Il calcio è ripartito ieri, con la prima semifinale di Coppa Italia Juve-Milan, e stasera si riapre il San Paolo per Napoli-Inter. Cosa cambia giocando a porte chiuse? «Cambia molto, ma non tutto. Il calcio ha fatto di necessità virtù, perché si è messo in condizione di accettare delle limitazioni per ripartire».
A un certo punto era sembrato che lei, il presidente del Coni, fosse contrario alla ripartenza. Di più, il nemico del calcio. «Mi è dispiaciuto per certi giudizi, c’è chi ha voluto creare una contrapposizione che non esiste. Che non può e non deve esistere. Ma il calcio non può avere canali privilegiati rispetto ad altri sport. Mi ero permesso di dire che sarebbe servito un piano B per la ripartenza e mi sembra che siano stati messi sul tavolo un piano B e un piano C. Lo avevo detto non per invadere il campo ma perché quel piano alternativo andava immaginato anche conoscendo la complessità di interlocuzione del mondo del calcio, le sue conflittualità, le peculiarità dei suoi rappresentanti. Di tutto questo nessuno può e deve stupirsi».
Ma non le è sembrato assurdo, dopo aver stabilito il calendario delle partite, alzare muri da parte di sedici presidenti di serie A contrari alla retrocessione? È normale questo tasso di litigiosità in quella che si autodefinisce Confindustria del pallone, con 3 miliardi di euro di fatturato? «No, non è il momento di litigare. Però a torto o a ragione, ancora una volta non entro nel merito – spesso negli ultimi 15-20 anni non era il momento per assumere determinate posizioni. È un’isola particolare, quella del calcio».

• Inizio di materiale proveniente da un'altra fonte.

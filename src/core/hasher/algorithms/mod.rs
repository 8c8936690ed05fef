//! Hash algorithm implementations.

mod difference;

pub use difference::DifferenceHasher;
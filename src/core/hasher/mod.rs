//! # Hasher Module
//!
//! Computes perceptual fingerprints (dHash) for image files.
//!
//! ## How It Works
//! 1. Decode the file (format sniffed from content, then extension)
//! 2. Convert to 8-bit BT.601 grayscale
//! 3. Resize to `(w+1) x w` with a Lanczos3 convolution
//! 4. Emit one bit per horizontal neighbour pair: `left > right`
//! 5. Pack row-major, MSB first, and print as `w² / 4` hex digits
//!
//! ## Performance Optimizations
//! - Uses `zune-jpeg` for faster JPEG decoding
//! - Uses `fast_image_resize` for SIMD-accelerated resizing
//!
//! ## HEIC/HEIF
//! HEIF support is a capability handed to the builder (see [`HeifDecoder`]).
//! [`PerceptualHasher::supports_heif`] reports whether one is installed.
//!
//! ## Example
//! ```rust,ignore
//! use photo_fingerprint::core::hasher::HasherConfig;
//!
//! let hasher = HasherConfig::new()
//!     .hash_size(16)
//!     .build()?;
//!
//! let fingerprint = hasher.hash_file(&path)?;
//! println!("{}", fingerprint.to_hex());
//! ```

mod algorithms;
pub mod fast_decode;
pub mod fast_resize;
pub mod heif;
mod mmap_decode;
mod traits;

pub use algorithms::DifferenceHasher;
pub use fast_decode::{FastDecoder, SourceFormat};
pub use heif::{is_heif, platform_heif_decoder, HeifDecoder};
pub use traits::{Fingerprint, HashAlgorithm};

#[cfg(feature = "heif")]
pub use heif::LibheifDecoder;
#[cfg(target_os = "macos")]
pub use heif::SipsDecoder;

use crate::config::DEFAULT_BIT_WIDTH;
use crate::error::HashError;
use crate::events::{null_sink, Event, EventSink, HashEvent, HashStage};
use image::DynamicImage;
use std::path::Path;
use std::sync::Arc;
use tracing::{debug, warn};

/// Configuration builder for [`PerceptualHasher`]
#[derive(Clone)]
pub struct HasherConfig {
    /// Side length of the fingerprint matrix
    hash_size: u32,
    /// HEIF capability; `None` means HEIC files are unsupported
    heif_decoder: Option<Arc<dyn HeifDecoder>>,
    /// Where perceptual failures are reported
    events: Arc<dyn EventSink>,
}

impl HasherConfig {
    /// Create a new hasher configuration with defaults.
    ///
    /// Defaults: 16x16 fingerprint, the platform HEIF decoder (if any), no
    /// event sink.
    pub fn new() -> Self {
        Self {
            hash_size: DEFAULT_BIT_WIDTH,
            heif_decoder: platform_heif_decoder(),
            events: null_sink(),
        }
    }

    /// Set the hash size.
    ///
    /// Larger sizes are more discriminating but slower.
    /// - 8: 64 bits, 16 hex chars
    /// - 16: 256 bits, 64 hex chars
    /// - 32: 1024 bits, 256 hex chars
    pub fn hash_size(mut self, size: u32) -> Self {
        self.hash_size = size;
        self
    }

    /// Install (or remove, with `None`) the HEIC/HEIF decoder
    pub fn heif_decoder(mut self, decoder: Option<Arc<dyn HeifDecoder>>) -> Self {
        self.heif_decoder = decoder;
        self
    }

    /// Set the event sink for failure reports
    pub fn events(mut self, events: Arc<dyn EventSink>) -> Self {
        self.events = events;
        self
    }

    /// Build the hasher
    pub fn build(self) -> Result<PerceptualHasher, HashError> {
        Ok(PerceptualHasher {
            algorithm: DifferenceHasher::new(self.hash_size)?,
            decoder: FastDecoder::new(self.heif_decoder),
            events: self.events,
        })
    }
}

impl Default for HasherConfig {
    fn default() -> Self {
        Self::new()
    }
}

/// Decodes image files and fingerprints them with dHash.
///
/// Cheap to clone and safe to share between worker threads.
#[derive(Clone)]
pub struct PerceptualHasher {
    algorithm: DifferenceHasher,
    decoder: FastDecoder,
    events: Arc<dyn EventSink>,
}

impl PerceptualHasher {
    /// Fingerprint an image file.
    ///
    /// Failures are returned and also reported once on the event sink.
    pub fn hash_file(&self, path: &Path) -> Result<Fingerprint, HashError> {
        let result = self
            .decoder
            .decode(path)
            .and_then(|image| self.hash_decoded(path, &image));

        match &result {
            Ok(fingerprint) => {
                debug!(path = %path.display(), hash = %fingerprint, "perceptual hash computed")
            }
            Err(e) => {
                warn!(path = %path.display(), error = %e, "perceptual hash failed");
                self.events.emit(Event::Hash(HashEvent::Failed {
                    path: path.to_path_buf(),
                    stage: HashStage::Perceptual,
                    message: e.to_string(),
                }));
            }
        }

        result
    }

    /// Fingerprint an already-decoded image
    pub fn hash_image(&self, image: &DynamicImage) -> Result<Fingerprint, HashError> {
        self.algorithm.hash_image(image)
    }

    /// Whether HEIC/HEIF files can be decoded
    pub fn supports_heif(&self) -> bool {
        self.decoder.supports_heif()
    }

    /// Side length of the fingerprints produced
    pub fn bit_width(&self) -> u32 {
        self.algorithm.bit_width()
    }

    fn hash_decoded(&self, path: &Path, image: &DynamicImage) -> Result<Fingerprint, HashError> {
        if image.width() == 0 || image.height() == 0 {
            return Err(HashError::EmptyImage {
                path: path.to_path_buf(),
            });
        }
        self.algorithm.hash_image(image)
    }
}

/// One-shot perceptual hash of a file as lowercase hex.
///
/// Uses the platform HEIF decoder and reports nowhere; build a
/// [`PerceptualHasher`] to hash many files.
pub fn perceptual_hash(path: &Path, bit_width: u32) -> Result<String, HashError> {
    let hasher = HasherConfig::new().hash_size(bit_width).build()?;
    hasher.hash_file(path).map(|fingerprint| fingerprint.to_hex())
}

#[cfg(test)]
mod tests {
    use super::*;
    use crate::events::EventChannel;
    use image::{Rgb, RgbImage};
    use std::fs;
    use tempfile::TempDir;

    fn write_checkerboard(dir: &TempDir, name: &str) -> std::path::PathBuf {
        let path = dir.path().join(name);
        let image = RgbImage::from_fn(90, 80, |x, y| {
            if (x / 10 + y / 10) % 2 == 0 {
                Rgb([230, 230, 230])
            } else {
                Rgb([20, 20, 20])
            }
        });
        image.save(&path).unwrap();
        path
    }

    #[test]
    fn config_defaults_to_sixteen() {
        let hasher = HasherConfig::new().build().unwrap();
        assert_eq!(hasher.bit_width(), 16);
    }

    #[test]
    fn config_rejects_odd_size() {
        assert!(matches!(
            HasherConfig::new().hash_size(9).build(),
            Err(HashError::InvalidHashSize { size: 9 })
        ));
    }

    #[test]
    fn heif_capability_is_queryable() {
        let without = HasherConfig::new().heif_decoder(None).build().unwrap();
        assert!(!without.supports_heif());
    }

    #[test]
    fn hashes_a_png_file() {
        let dir = TempDir::new().unwrap();
        let path = write_checkerboard(&dir, "board.png");

        let hex = perceptual_hash(&path, 16).unwrap();
        assert_eq!(hex.len(), 64);
        assert!(hex.chars().all(|c| c.is_ascii_hexdigit() && !c.is_ascii_uppercase()));
    }

    #[test]
    fn same_file_hashes_identically() {
        let dir = TempDir::new().unwrap();
        let path = write_checkerboard(&dir, "board.png");
        let hasher = HasherConfig::new().hash_size(8).build().unwrap();

        let first = hasher.hash_file(&path).unwrap();
        let second = hasher.hash_file(&path).unwrap();
        assert_eq!(first, second);
    }

    #[test]
    fn failure_is_reported_once_on_sink() {
        let dir = TempDir::new().unwrap();
        let path = dir.path().join("broken.png");
        fs::write(&path, b"\x89PNG\r\n\x1a\nbut then nothing useful").unwrap();

        let (sender, receiver) = EventChannel::new();
        let hasher = HasherConfig::new().events(Arc::new(sender)).build().unwrap();

        assert!(matches!(
            hasher.hash_file(&path),
            Err(HashError::DecodeError { .. })
        ));
        drop(hasher);

        let events: Vec<_> = receiver.iter().collect();
        assert_eq!(events.len(), 1);
        match &events[0] {
            Event::Hash(HashEvent::Failed { stage, path: failed, .. }) => {
                assert_eq!(*stage, HashStage::Perceptual);
                assert_eq!(failed, &path);
            }
            _ => panic!("Expected Failed event"),
        }
    }

    #[test]
    fn missing_file_is_a_decode_error() {
        let hasher = HasherConfig::new().build().unwrap();
        assert!(matches!(
            hasher.hash_file(Path::new("/nonexistent/photo.jpg")),
            Err(HashError::DecodeError { .. })
        ));
    }
}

Ma quale calcio rivedremo? «Il calcio è ripartito con la Coppa Italia e con quattro formazioni leader. Immagino ascolti record in tv per le semifinali, anche se sarà interessante la verifica su quanti telespettatori sono rimasti collegati fino al termine delle partite, a meno che non siano tifosi delle squadre in campo. Perché c’è un’emotività diversa».
Il litigioso mondo del calcio riuscirà a individuare un percorso per le riforme dei campionati? Nessun altro Paese ha cento squadre professionistiche. «Sarebbe un grave errore se il calcio non utilizzasse questa occasione, se non sfruttasse – rigorosamente tra virgolette – il momento. Vedo che tutti i protagonisti, dal presidente federale ai presidenti delle Leghe, sono d’accordo sulle riforme. Come nel caso del piano B, ognuno lo declina a modo suo, tirando il lenzuolo dalla propria parte. Bisogna cogliere questa straordinarietà: vale per la Federcalcio e per le altre federazioni, come per il Coni, perché ci dedicheremo anche noi alle riforme dopo la legge delega. La situazione che si è creata a causa del Coronavirus spinge a fare questo tipo di interventi».
C’è una forte preoccupazione lanciata dal mondo dello sport campano. Quando riapriranno le scuole, le palestre degli istituti saranno utilizzate per le lezioni e si ridurranno gli spazi per le attività sportive. Come si può intervenire? «Colgo la preoccupazione di questa ampia rappresentanza dello sport italiano. Associazioni e società sportive dilettantistiche sono la base del movimento e, dato che non tutte hanno la possibilità di utilizzare palazzetti, si affidano alle palestre scolastiche negli orari extracurriculari. Ci stiamo confrontando con i presidenti delle federazioni perché non ci può essere il danno dopo la beffa, perché nelle nostre scuole già non si fa sport».